Di quell’eccidio il professor Corrado Colacito fece una rigorosa e struggente ricostruzione nel libro “Ricordo storico” (ripubblicato nel 2013 da Textus Edizioni) e le sue parole restano ancora le più belle per proteggere la memoria di quei giovinetti ed offrirla come lezione tutti i giorni ad ognuno di noi.

“Nella sua tragica semplicità – scrisse Colacito – l’episodio così commovente dei Nove Martiri illumina di vividi riflessi l’atmosfera ingloriosa di quel settembre ’43: è come una perla nel fango […] un momento di toccante umanità che vide consumare, in un attimo, il sacrificio di nove innocenti cuori giovanili ardenti di amore ideale.
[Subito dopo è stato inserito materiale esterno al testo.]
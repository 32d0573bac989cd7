//! Event-to-node matching and actual-vs-structural comparison.

use std::collections::{HashMap, HashSet};

use rstar::primitives::GeomWithData;
use rstar::RTree;
use serde::Serialize;

use crate::centrality::NodeBetweennessRow;
use crate::config::AnalysisConfig;
use crate::graph::RoadGraph;
use crate::stats::{jaccard, spearman, spearman_permutation_p};

/// An observed event location.
#[derive(Debug, Clone, Copy)]
pub struct EventPoint {
    pub lat: f64,
    pub lon: f64,
}

/// Nearest-node index over the surviving nodes of a graph.
///
/// Points are planar lat/lon degrees in `[lon, lat]` axis order, matching
/// the metric in `geo`.
pub struct SpatialIndex {
    tree: RTree<GeomWithData<[f64; 2], String>>,
}

impl SpatialIndex {
    /// Bulk-load the index from a graph's surviving nodes.
    pub fn build(graph: &RoadGraph) -> Self {
        let points: Vec<GeomWithData<[f64; 2], String>> = graph
            .nodes()
            .map(|node| GeomWithData::new([node.lon, node.lat], node.id.clone()))
            .collect();
        Self {
            tree: RTree::bulk_load(points),
        }
    }

    /// Nearest node id; `None` only for an empty graph.
    pub fn snap(&self, lat: f64, lon: f64) -> Option<&str> {
        self.tree
            .nearest_neighbor(&[lon, lat])
            .map(|point| point.data.as_str())
    }
}

/// Snap every event to its nearest surviving node and count hits per node.
///
/// Every event is assigned regardless of how far away it is; far-off
/// events attach to the nearest node rather than being rejected.
pub fn match_events(events: &[EventPoint], graph: &RoadGraph) -> HashMap<String, u32> {
    let index = SpatialIndex::build(graph);
    let mut counts: HashMap<String, u32> = HashMap::new();
    for event in events {
        if let Some(id) = index.snap(event.lat, event.lon) {
            *counts.entry(id.to_owned()).or_insert(0) += 1;
        }
    }
    counts
}

/// Betweenness ranking joined with observed event counts.
#[derive(Debug, Clone, Serialize)]
pub struct ComparisonRow {
    pub node: String,
    pub name: String,
    pub lat: f64,
    pub lon: f64,
    pub betweenness: f64,
    pub blockade_count: u32,
}

/// Summary statistics of the predicted-vs-observed comparison.
#[derive(Debug, Clone, Serialize)]
pub struct ComparisonSummary {
    pub spearman_rho: f64,
    pub spearman_p: f64,
    pub top_k: usize,
    pub jaccard_top_k: f64,
    pub overlap: Vec<String>,
    pub predicted_not_observed: Vec<String>,
    pub observed_not_predicted: Vec<String>,
}

/// Comparison table plus summary; does not mutate any upstream ranking.
#[derive(Debug, Clone, Serialize)]
pub struct ComparisonReport {
    pub rows: Vec<ComparisonRow>,
    pub summary: ComparisonSummary,
}

/// Compare the structural (betweenness) ranking against observed counts.
///
/// `betweenness` rows arrive sorted descending; the join keeps that order.
/// The top-K-by-count sort is stable over it, so ties among equal counts
/// resolve by betweenness rank and the summary sets are deterministic.
pub fn compare_rankings(
    betweenness: &[NodeBetweennessRow],
    counts: &HashMap<String, u32>,
    config: &AnalysisConfig,
) -> ComparisonReport {
    let rows: Vec<ComparisonRow> = betweenness
        .iter()
        .map(|row| ComparisonRow {
            node: row.node.clone(),
            name: row.name.clone(),
            lat: row.lat,
            lon: row.lon,
            betweenness: row.betweenness,
            blockade_count: counts.get(&row.node).copied().unwrap_or(0),
        })
        .collect();

    let structural: Vec<f64> = rows.iter().map(|r| r.betweenness).collect();
    let observed: Vec<f64> = rows.iter().map(|r| f64::from(r.blockade_count)).collect();
    let rho = spearman(&structural, &observed);
    let p = spearman_permutation_p(&structural, &observed, rho, config.permutations, config.seed);

    let top_predicted: HashSet<&str> = rows
        .iter()
        .take(config.top_k)
        .map(|r| r.node.as_str())
        .collect();

    let mut by_count: Vec<&ComparisonRow> = rows.iter().collect();
    by_count.sort_by(|a, b| b.blockade_count.cmp(&a.blockade_count));
    let top_observed: HashSet<&str> = by_count
        .iter()
        .take(config.top_k)
        .filter(|r| r.blockade_count > 0)
        .map(|r| r.node.as_str())
        .collect();

    let mut overlap: Vec<String> = top_predicted
        .intersection(&top_observed)
        .map(|id| (*id).to_owned())
        .collect();
    overlap.sort();
    let mut predicted_not_observed: Vec<String> = top_predicted
        .difference(&top_observed)
        .map(|id| (*id).to_owned())
        .collect();
    predicted_not_observed.sort();
    let mut observed_not_predicted: Vec<String> = top_observed
        .difference(&top_predicted)
        .map(|id| (*id).to_owned())
        .collect();
    observed_not_predicted.sort();

    let summary = ComparisonSummary {
        spearman_rho: rho,
        spearman_p: p,
        top_k: config.top_k,
        jaccard_top_k: jaccard(&top_predicted, &top_observed),
        overlap,
        predicted_not_observed,
        observed_not_predicted,
    };

    ComparisonReport { rows, summary }
}

#[cfg(test)]
mod tests {
    use super::*;
    use crate::centrality::betweenness;
    use crate::graph::{RoadEdge, RoadNode};

    fn node(id: &str, lat: f64, lon: f64) -> RoadNode {
        RoadNode {
            id: id.to_string(),
            name: id.to_string(),
            lat,
            lon,
        }
    }

    fn edge(from: &str, to: &str, km: f64) -> RoadEdge {
        RoadEdge {
            from_id: from.to_string(),
            to_id: to.to_string(),
            weight_km: km,
        }
    }

    fn line_graph() -> RoadGraph {
        RoadGraph::build(
            vec![
                node("A", 0.0, 0.0),
                node("B", 0.0, 1.0),
                node("C", 0.0, 2.0),
                node("D", 0.0, 3.0),
            ],
            &[
                edge("A", "B", 1.0),
                edge("B", "C", 1.0),
                edge("C", "D", 1.0),
            ],
        )
        .unwrap()
    }

    #[test]
    fn events_on_node_coordinates_match_exactly() {
        let g = line_graph();
        let events = vec![
            EventPoint { lat: 0.0, lon: 1.0 },
            EventPoint { lat: 0.0, lon: 3.0 },
        ];
        let counts = match_events(&events, &g);
        assert_eq!(counts.get("B"), Some(&1));
        assert_eq!(counts.get("D"), Some(&1));
        assert_eq!(counts.len(), 2);
    }

    #[test]
    fn far_events_still_attach_to_the_nearest_node() {
        let g = line_graph();
        let events = vec![EventPoint {
            lat: 40.0,
            lon: 99.0,
        }];
        let counts = match_events(&events, &g);
        assert_eq!(counts.get("D"), Some(&1));
    }

    #[test]
    fn matching_skips_removed_nodes() {
        let g = line_graph();
        let snapshot = g.without(["B"]);
        let events = vec![EventPoint { lat: 0.0, lon: 1.0 }];
        let counts = match_events(&events, &snapshot);
        // B is gone; its coordinate snaps to a surviving neighbor
        assert_eq!(counts.values().sum::<u32>(), 1);
        assert!(!counts.contains_key("B"));
    }

    #[test]
    fn identical_rankings_give_perfect_overlap() {
        let g = line_graph();
        let tables = betweenness(&g);
        // one observed event per node, weighted like the structural rank
        let mut counts = HashMap::new();
        for (position, row) in tables.nodes.iter().enumerate() {
            counts.insert(row.node.clone(), (tables.nodes.len() - position) as u32);
        }
        let config = AnalysisConfig {
            top_k: 2,
            permutations: 200,
            ..AnalysisConfig::default()
        };
        let report = compare_rankings(&tables.nodes, &counts, &config);
        assert_eq!(report.summary.jaccard_top_k, 1.0);
        // structural ranks tie pairwise on a path graph, capping rho below 1
        assert!(report.summary.spearman_rho > 0.8);
        assert!(report.summary.predicted_not_observed.is_empty());
        assert!(report.summary.observed_not_predicted.is_empty());
    }

    #[test]
    fn disjoint_top_sets_give_zero_overlap() {
        let g = line_graph();
        let tables = betweenness(&g);
        // events only on the two structural bottom nodes A and D
        let mut counts = HashMap::new();
        counts.insert("A".to_string(), 5);
        counts.insert("D".to_string(), 3);
        let config = AnalysisConfig {
            top_k: 2,
            permutations: 200,
            ..AnalysisConfig::default()
        };
        let report = compare_rankings(&tables.nodes, &counts, &config);
        assert_eq!(report.summary.jaccard_top_k, 0.0);
        assert_eq!(report.summary.observed_not_predicted, ["A", "D"]);
        assert_eq!(report.summary.predicted_not_observed.len(), 2);
        // unmatched nodes appear with zero counts in the join
        assert!(report.rows.iter().any(|r| r.blockade_count == 0));
    }
}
Non si ripeta, stolidamente, che quei “ragazzi” s’ingannarono o furono ingannati; non si dica che agirono per imprudenza e per sventatezza dovuta alla loro età, senza nemmeno rendersi conto di ciò che volevano […] soprattutto non si insulti alla loro memoria affermando che il loro sacrificio fu inutile e vano. Il fremito di rivolta che agitò quelle anime pure e generose merita ogni rispetto, ogni ammirazione.
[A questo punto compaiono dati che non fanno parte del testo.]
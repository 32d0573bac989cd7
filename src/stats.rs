//! Rank statistics used by the comparator.

use std::cmp::Ordering;
use std::collections::HashSet;
use std::hash::Hash;

use rand::rngs::StdRng;
use rand::seq::SliceRandom;
use rand::SeedableRng;

/// Average ranks (1-based); ties share the mean of the ranks they span.
fn average_ranks(values: &[f64]) -> Vec<f64> {
    let mut order: Vec<usize> = (0..values.len()).collect();
    order.sort_by(|&a, &b| {
        values[a]
            .partial_cmp(&values[b])
            .unwrap_or(Ordering::Equal)
    });

    let mut ranks = vec![0.0; values.len()];
    let mut start = 0;
    while start < order.len() {
        let mut end = start;
        while end + 1 < order.len() && values[order[end + 1]] == values[order[start]] {
            end += 1;
        }
        let rank = (start + end) as f64 / 2.0 + 1.0;
        for &position in &order[start..=end] {
            ranks[position] = rank;
        }
        start = end + 1;
    }
    ranks
}

fn pearson(x: &[f64], y: &[f64]) -> f64 {
    let n = x.len() as f64;
    let mean_x = x.iter().sum::<f64>() / n;
    let mean_y = y.iter().sum::<f64>() / n;
    let mut cov = 0.0;
    let mut var_x = 0.0;
    let mut var_y = 0.0;
    for (a, b) in x.iter().zip(y) {
        let dx = a - mean_x;
        let dy = b - mean_y;
        cov += dx * dy;
        var_x += dx * dx;
        var_y += dy * dy;
    }
    if var_x == 0.0 || var_y == 0.0 {
        // constant input carries no rank signal
        return 0.0;
    }
    cov / (var_x * var_y).sqrt()
}

/// Spearman rank correlation coefficient with average-rank tie handling.
pub fn spearman(x: &[f64], y: &[f64]) -> f64 {
    debug_assert_eq!(x.len(), y.len());
    if x.len() < 2 {
        return 0.0;
    }
    pearson(&average_ranks(x), &average_ranks(y))
}

/// Two-sided permutation p-value for an observed Spearman rho.
///
/// Shuffles one margin with a seeded generator and counts permutations at
/// least as extreme as the observed statistic; the estimate includes the
/// observed arrangement itself, so it is never exactly zero.
pub fn spearman_permutation_p(
    x: &[f64],
    y: &[f64],
    observed: f64,
    permutations: usize,
    seed: u64,
) -> f64 {
    if x.len() < 2 || permutations == 0 {
        return 1.0;
    }
    let x_ranks = average_ranks(x);
    let mut y_ranks = average_ranks(y);
    let mut rng = StdRng::seed_from_u64(seed);
    let mut hits = 0usize;
    for _ in 0..permutations {
        y_ranks.shuffle(&mut rng);
        if pearson(&x_ranks, &y_ranks).abs() >= observed.abs() - 1e-12 {
            hits += 1;
        }
    }
    (hits + 1) as f64 / (permutations + 1) as f64
}

/// Jaccard overlap of two sets; 1.0 when both are empty.
pub fn jaccard<T: Eq + Hash>(a: &HashSet<T>, b: &HashSet<T>) -> f64 {
    if a.is_empty() && b.is_empty() {
        return 1.0;
    }
    let intersection = a.intersection(b).count() as f64;
    let union = a.union(b).count() as f64;
    intersection / union
}

#[cfg(test)]
mod tests {
    use super::*;

    #[test]
    fn ranks_average_over_ties() {
        assert_eq!(average_ranks(&[10.0, 20.0, 30.0]), vec![1.0, 2.0, 3.0]);
        assert_eq!(average_ranks(&[5.0, 5.0, 1.0]), vec![2.5, 2.5, 1.0]);
    }

    #[test]
    fn spearman_detects_monotone_relations() {
        let x = [1.0, 2.0, 3.0, 4.0, 5.0];
        let up = [10.0, 20.0, 30.0, 40.0, 50.0];
        let down = [5.0, 4.0, 3.0, 2.0, 1.0];
        assert!((spearman(&x, &up) - 1.0).abs() < 1e-12);
        assert!((spearman(&x, &down) + 1.0).abs() < 1e-12);
        assert_eq!(spearman(&x, &[7.0; 5]), 0.0);
    }

    #[test]
    fn permutation_p_is_small_for_a_perfect_correlation() {
        let x: Vec<f64> = (0..12).map(f64::from).collect();
        let y: Vec<f64> = x.iter().map(|v| v * 3.0 + 1.0).collect();
        let rho = spearman(&x, &y);
        let p = spearman_permutation_p(&x, &y, rho, 999, 42);
        assert!(p > 0.0 && p < 0.05);
    }

    #[test]
    fn permutation_p_is_reproducible_for_a_fixed_seed() {
        let x = [3.0, 1.0, 4.0, 1.5, 9.0, 2.6, 5.3];
        let y = [2.0, 7.0, 1.0, 8.0, 2.0, 8.0, 1.0];
        let rho = spearman(&x, &y);
        let a = spearman_permutation_p(&x, &y, rho, 500, 7);
        let b = spearman_permutation_p(&x, &y, rho, 500, 7);
        assert_eq!(a, b);
    }

    #[test]
    fn jaccard_extremes() {
        let a: HashSet<&str> = ["x", "y"].into_iter().collect();
        let b: HashSet<&str> = ["p", "q"].into_iter().collect();
        assert_eq!(jaccard(&a, &a), 1.0);
        assert_eq!(jaccard(&a, &b), 0.0);
        let empty: HashSet<&str> = HashSet::new();
        assert_eq!(jaccard(&empty, &empty), 1.0);
    }
}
Non si mossero, quei “ragazzi”, perché volessero sfidare un immortale destino: essi volevano una cosa molto più semplice ed umana: volevano evitare la vergogna e l’umiliazione di essere schiavi dei nuovi dominatori che calpestavano il suolo della Patria. E non si batterono come “eroi” ma come “ragazzi”: però non ve n’erano molti di “ragazzi” come loro in tutta la penisola durante quel triste frangente. Andarono essi incontro alla Libertà e incontrarono invece la morte sul loro cammino.

I Nove Martiri aquilani sono e saranno, perciò, sempre degni di compianto e onore.”
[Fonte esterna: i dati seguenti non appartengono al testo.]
//! Built-in Mexico federal highway network.
//!
//! 78 cities and junctions joined by 108 highway segments with approximate
//! driving distances in km. Default dataset for the CLI and a realistic
//! fixture for integration tests.

use crate::graph::{RoadEdge, RoadNode};

#[rustfmt::skip]
const NODES: &[(&str, &str, f64, f64)] = &[
    ("TIJ", "Tijuana", 32.53, -117.04),
    ("MXL", "Mexicali", 32.66, -115.47),
    ("ENS", "Ensenada", 31.87, -116.60),
    ("SLK", "San Luis RC", 32.47, -114.78),
    ("NGL", "Nogales", 31.30, -110.94),
    ("AGP", "Agua Prieta", 31.33, -109.55),
    ("JRZ", "Cd. Juárez", 31.73, -106.49),
    ("OJG", "Ojinaga", 29.55, -104.41),
    ("PIE", "Piedras Negras", 28.70, -100.52),
    ("NLD", "Nuevo Laredo", 27.48, -99.52),
    ("REY", "Reynosa", 26.09, -98.28),
    ("MTM", "Matamoros", 25.87, -97.51),
    ("CJU", "Cd. Acuña", 29.32, -100.93),
    ("HMO", "Hermosillo", 29.07, -110.96),
    ("GYM", "Guaymas", 27.92, -110.90),
    ("CLN", "Culiacán", 24.80, -107.39),
    ("LOS", "Los Mochis", 25.79, -109.02),
    ("MZT", "Mazatlán", 23.23, -106.41),
    ("DGO", "Durango", 24.03, -104.67),
    ("TPC", "Tepic", 21.51, -104.89),
    ("GDL", "Guadalajara", 20.67, -103.35),
    ("AGS", "Aguascalientes", 21.88, -102.28),
    ("ZAC", "Zacatecas", 22.77, -102.58),
    ("SLP", "San Luis Potosí", 22.15, -100.97),
    ("CHH", "Chihuahua", 28.63, -106.07),
    ("TOR", "Torreón", 25.55, -103.43),
    ("SAL", "Saltillo", 25.43, -101.00),
    ("MTY", "Monterrey", 25.67, -100.31),
    ("VIC", "Cd. Victoria", 23.73, -99.14),
    ("TMP", "Tampico", 22.25, -97.86),
    ("GTO", "Guanajuato", 21.02, -101.26),
    ("QRO", "Querétaro", 20.59, -100.39),
    ("LEO", "León", 21.12, -101.68),
    ("MOR", "Morelia", 19.70, -101.18),
    ("COL", "Colima", 19.24, -103.72),
    ("MAN", "Manzanillo", 19.05, -104.32),
    ("GUR", "Cd. Guzmán", 19.71, -103.46),
    ("PVR", "Puerto Vallarta", 20.61, -105.25),
    ("ZIT", "Zitácuaro", 19.44, -100.36),
    ("TOL", "Toluca", 19.29, -99.65),
    ("CDMX", "Ciudad de México", 19.43, -99.13),
    ("CUE", "Cuernavaca", 18.92, -99.23),
    ("PUE", "Puebla", 19.05, -98.21),
    ("TLA", "Tlaxcala", 19.32, -98.24),
    ("PAC", "Pachuca", 20.12, -98.73),
    ("TUL", "Tula", 20.05, -99.34),
    ("SAZ", "Sahagun Junc.", 19.83, -98.57),
    ("ORZ", "Orizaba", 18.85, -97.10),
    ("XAL", "Xalapa", 19.54, -96.91),
    ("VER", "Veracruz", 19.18, -96.14),
    ("OAX", "Oaxaca", 17.07, -96.72),
    ("SAL2", "Salina Cruz", 16.17, -95.20),
    ("TCO", "Tehuantepec", 16.32, -95.24),
    ("MAT", "Matías Romero", 16.88, -95.04),
    ("COA", "Coatzacoalcos", 18.15, -94.44),
    ("VIL", "Villahermosa", 17.99, -92.92),
    ("PAL", "Palenque", 17.52, -91.98),
    ("MER", "Mérida", 20.97, -89.62),
    ("CMP", "Campeche", 19.85, -90.53),
    ("FCA", "Frontera Junc.", 18.33, -89.55),
    ("CAN", "Cancún", 21.16, -86.85),
    ("CHE", "Chetumal", 18.50, -88.30),
    ("TGU", "Tuxtla Gutiérrez", 16.75, -93.12),
    ("TAP", "Tapachula", 14.90, -92.26),
    ("ACA", "Acapulco", 16.86, -99.88),
    ("CHI", "Chilpancingo", 17.55, -99.51),
    ("ZHU", "Zihuatanejo", 17.64, -101.55),
    ("LAZ", "Lázaro Cárdenas", 17.96, -102.19),
    ("PAT", "Pátzcuaro", 19.51, -101.62),
    ("IRA", "Irapuato", 20.67, -101.35),
    ("CEL", "Celaya", 20.52, -100.82),
    ("HIR", "Hidalgo Parral", 26.93, -105.66),
    ("LCP", "La Paz BCS", 24.14, -110.31),
    ("CBO", "Cd. Obregón", 27.48, -109.94),
    ("NAV", "Navojoa", 27.08, -109.44),
    ("CAR", "Cardel Junc.", 19.36, -96.37),
    ("TUX", "Tuxtepec", 18.09, -96.12),
    ("OCO", "Oax-Cuacnopalan", 18.20, -97.00),
];

#[rustfmt::skip]
const EDGES: &[(&str, &str, f64)] = &[
    ("TIJ", "MXL", 200.0),
    ("MXL", "SLK", 100.0),
    ("SLK", "NGL", 290.0),
    ("NGL", "AGP", 200.0),
    ("AGP", "JRZ", 310.0),
    ("NLD", "REY", 110.0),
    ("REY", "MTM", 90.0),
    ("PIE", "CJU", 70.0),
    ("NGL", "HMO", 303.0),
    ("HMO", "GYM", 136.0),
    ("GYM", "CBO", 119.0),
    ("CBO", "NAV", 55.0),
    ("NAV", "LOS", 73.0),
    ("LOS", "CLN", 213.0),
    ("CLN", "MZT", 218.0),
    ("MZT", "TPC", 316.0),
    ("TPC", "GDL", 175.0),
    ("TPC", "PVR", 157.0),
    ("MZT", "DGO", 317.0),
    ("DGO", "TOR", 330.0),
    ("TOR", "MTY", 310.0),
    ("JRZ", "CHH", 370.0),
    ("CHH", "HIR", 165.0),
    ("HIR", "DGO", 200.0),
    ("DGO", "ZAC", 315.0),
    ("GDL", "ZAC", 195.0),
    ("ZAC", "SAL", 310.0),
    ("SAL", "MTY", 85.0),
    ("CDMX", "QRO", 220.0),
    ("QRO", "SLP", 210.0),
    ("SLP", "SAL", 270.0),
    ("MTY", "NLD", 235.0),
    ("MTY", "VIC", 300.0),
    ("VIC", "TMP", 247.0),
    ("VIC", "NLD", 183.0),
    ("PIE", "MTY", 242.0),
    ("SLP", "TMP", 445.0),
    ("SLP", "VIC", 264.0),
    ("CDMX", "TOL", 67.0),
    ("CDMX", "PAC", 92.0),
    ("CDMX", "PUE", 135.0),
    ("CDMX", "CUE", 90.0),
    ("CDMX", "TUL", 102.0),
    ("CDMX", "ZIT", 203.0),
    ("TOL", "ZIT", 140.0),
    ("TOL", "IRA", 156.0),
    ("QRO", "GTO", 104.0),
    ("GTO", "IRA", 51.0),
    ("IRA", "LEO", 58.0),
    ("LEO", "AGS", 106.0),
    ("AGS", "ZAC", 120.0),
    ("QRO", "CEL", 60.0),
    ("CEL", "IRA", 55.0),
    ("CEL", "MOR", 185.0),
    ("MOR", "GDL", 336.0),
    ("MOR", "ZIT", 133.0),
    ("MOR", "PAT", 46.0),
    ("PAT", "GDL", 56.0),
    ("GDL", "COL", 97.0),
    ("COL", "MAN", 97.0),
    ("GDL", "GUR", 143.0),
    ("GUR", "COL", 59.0),
    ("GDL", "AGS", 225.0),
    ("MAN", "ZHU", 342.0),
    ("LAZ", "MOR", 280.0),
    ("LAZ", "COL", 277.0),
    ("ACA", "CHI", 131.0),
    ("CHI", "CDMX", 265.0),
    ("ACA", "ZHU", 274.0),
    ("ZHU", "LAZ", 65.0),
    ("PUE", "ORZ", 121.0),
    ("ORZ", "VER", 122.0),
    ("VER", "XAL", 106.0),
    ("XAL", "PAC", 263.0),
    ("VER", "COA", 308.0),
    ("CAR", "VER", 40.0),
    ("CAR", "XAL", 55.0),
    ("PUE", "TLA", 36.0),
    ("PAC", "SAZ", 55.0),
    ("SAZ", "PUE", 75.0),
    ("TMP", "VER", 337.0),
    ("TMP", "XAL", 310.0),
    ("PUE", "OCO", 246.0),
    ("OCO", "OAX", 75.0),
    ("OAX", "TCO", 250.0),
    ("TCO", "SAL2", 55.0),
    ("TCO", "MAT", 72.0),
    ("MAT", "COA", 190.0),
    ("COA", "VIL", 228.0),
    ("VIL", "PAL", 165.0),
    ("VIL", "CMP", 195.0),
    ("CMP", "MER", 195.0),
    ("MER", "CAN", 315.0),
    ("CAN", "CHE", 385.0),
    ("CHE", "FCA", 165.0),
    ("FCA", "VIL", 245.0),
    ("TGU", "VIL", 289.0),
    ("TGU", "OAX", 485.0),
    ("TGU", "TAP", 285.0),
    ("OAX", "CHI", 250.0),
    ("COA", "TUX", 165.0),
    ("TUX", "OAX", 252.0),
    ("TUX", "VER", 296.0),
    ("SAL2", "TGU", 170.0),
    ("TIJ", "ENS", 108.0),
    ("ENS", "LCP", 1059.0),
    ("OJG", "CHH", 228.0),
    ("OJG", "PIE", 367.0),
];

/// Node and edge tables for the federal highway network.
pub fn mexico_federal_highways() -> (Vec<RoadNode>, Vec<RoadEdge>) {
    let nodes = NODES
        .iter()
        .map(|&(id, name, lat, lon)| RoadNode {
            id: id.to_string(),
            name: name.to_string(),
            lat,
            lon,
        })
        .collect();
    let edges = EDGES
        .iter()
        .map(|&(from, to, km)| RoadEdge {
            from_id: from.to_string(),
            to_id: to.to_string(),
            weight_km: km,
        })
        .collect();
    (nodes, edges)
}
Chi erano i Nove Martiri aquilani

Bruno D’Inzillo era figlio di un colonnello dell’esercito, aveva da poco terminato gli studi liceali e desiderava iscriversi alla facoltà di Medicina. Aveva scritto una raccolta di versi dal titolo “Retoriche cosmiche”; Fernando Della Torre era originario di Sulmona e apparteneva ad una famiglia di origini ebraiche. Diplomato all’Istituto tecnico industriale, era rimasto orfano dei genitori e aveva trovato un impiego; Giorgio Scimia era uno studente dell’ultimo anno dell’istituto Magistrale e sognava di diventare aviatore; Carmine Mancini era il più caro amico di Bruno D’Inzillo e, come lui, scriveva poesie e si accingeva a iscriversi alla facoltà di Medicina; Bernardino Di Mario frequentava l’Istituto tecnico industriale, fu l’ultimo a morire poiché non venne ucciso subito dalla scarica di fucili. Anteo Alleva, classe 1926, era un apprendista carpentiere. Pio Bartolini, classe 1922, era il più grande fra i nove martiri: era un manovale. Francesco Colaiuda era di Tornimparte, classe 1925. Sante Marchetti lavorava la terra, era un agricoltore: classe 1924.